▶ _What you are asked to do_: Return all the entries below exactly as they were given.

Data for this exercise below:

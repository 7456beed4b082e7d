//! Row scanning: column values coerce to strings per the gateway's
//! uniform stringification rules.

use sqlx::postgres::{PgColumn, PgRow};
use sqlx::{Column, Row, TypeInfo};

use crate::application::executor::{ExecutorError, RowMap};
use crate::domain::value::{db_bytes, db_text};

use super::map_sqlx_error;

pub(crate) fn row_to_map(row: &PgRow) -> Result<RowMap, ExecutorError> {
    let mut map = RowMap::new();
    for (index, column) in row.columns().iter().enumerate() {
        map.insert(column.name().to_lowercase(), decode_column(row, index, column)?);
    }
    Ok(map)
}

fn decode_column(row: &PgRow, index: usize, column: &PgColumn) -> Result<String, ExecutorError> {
    let type_name = column.type_info().name();

    let text = match type_name {
        "TEXT" | "VARCHAR" | "CHAR" | "BPCHAR" | "NAME" | "UNKNOWN" => {
            db_text(get::<String>(row, index)?)
        }
        "INT2" => db_text(get::<i16>(row, index)?),
        "INT4" => db_text(get::<i32>(row, index)?),
        "INT8" => db_text(get::<i64>(row, index)?),
        "FLOAT4" => db_text(get::<f32>(row, index)?),
        "FLOAT8" => db_text(get::<f64>(row, index)?),
        "BOOL" => db_text(get::<bool>(row, index)?),
        "BYTEA" => db_bytes(get::<Vec<u8>>(row, index)?),
        "UUID" => db_text(get::<uuid::Uuid>(row, index)?),
        "TIMESTAMPTZ" => db_text(get::<time::OffsetDateTime>(row, index)?),
        "TIMESTAMP" => db_text(get::<time::PrimitiveDateTime>(row, index)?),
        "DATE" => db_text(get::<time::Date>(row, index)?),
        "TIME" => db_text(get::<time::Time>(row, index)?),
        "JSON" | "JSONB" => match get::<serde_json::Value>(row, index)? {
            Some(value) => value.to_string(),
            None => String::new(),
        },
        other => {
            return Err(ExecutorError::UnsupportedColumn {
                column: column.name().to_string(),
                type_name: other.to_string(),
            });
        }
    };

    Ok(text)
}

fn get<'r, T>(row: &'r PgRow, index: usize) -> Result<Option<T>, ExecutorError>
where
    T: sqlx::Decode<'r, sqlx::Postgres> + sqlx::Type<sqlx::Postgres>,
{
    row.try_get::<Option<T>, _>(index).map_err(map_sqlx_error)
}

End of Data for this exercise.

▶ _Your solution_:
repository 7456beed4b082e7d
//! Row scanning: column values coerce to strings per the gateway's
//! uniform stringification rules.

use sqlx::postgres::{PgColumn, PgRow};
use sqlx::{Column, Row, TypeInfo};

use crate::application::executor::{ExecutorError, RowMap};
use crate::domain::value::{db_bytes, db_text};

use super::map_sqlx_error;

pub(crate) fn row_to_map(row: &PgRow) -> Result<RowMap, ExecutorError> {
    let mut map = RowMap::new();
    for (index, column) in row.columns().iter().enumerate() {
        map.insert(column.name().to_lowercase(), decode_column(row, index, column)?);
    }
    Ok(map)
}

fn decode_column(row: &PgRow, index: usize, column: &PgColumn) -> Result<String, ExecutorError> {
    let type_name = column.type_info().name();

    let text = match type_name {
        "TEXT" | "VARCHAR" | "CHAR" | "BPCHAR" | "NAME" | "UNKNOWN" => {
            db_text(get::<String>(row, index)?)
        }
        "INT2" => db_text(get::<i16>(row, index)?),
        "INT4" => db_text(get::<i32>(row, index)?),
        "INT8" => db_text(get::<i64>(row, index)?),
        "FLOAT4" => db_text(get::<f32>(row, index)?),
        "FLOAT8" => db_text(get::<f64>(row, index)?),
        "BOOL" => db_text(get::<bool>(row, index)?),
        "BYTEA" => db_bytes(get::<Vec<u8>>(row, index)?),
        "UUID" => db_text(get::<uuid::Uuid>(row, index)?),
        "TIMESTAMPTZ" => db_text(get::<time::OffsetDateTime>(row, index)?),
        "TIMESTAMP" => db_text(get::<time::PrimitiveDateTime>(row, index)?),
        "DATE" => db_text(get::<time::Date>(row, index)?),
        "TIME" => db_text(get::<time::Time>(row, index)?),
        "JSON" | "JSONB" => match get::<serde_json::Value>(row, index)? {
            Some(value) => value.to_string(),
            None => String::new(),
        },
        other => {
            return Err(ExecutorError::UnsupportedColumn {
                column: column.name().to_string(),
                type_name: other.to_string(),
            });
        }
    };

    Ok(text)
}

fn get<'r, T>(row: &'r PgRow, index: usize) -> Result<Option<T>, ExecutorError>
where
    T: sqlx::Decode<'r, sqlx::Postgres> + sqlx::Type<sqlx::Postgres>,
{
    row.try_get::<Option<T>, _>(index).map_err(map_sqlx_error)
}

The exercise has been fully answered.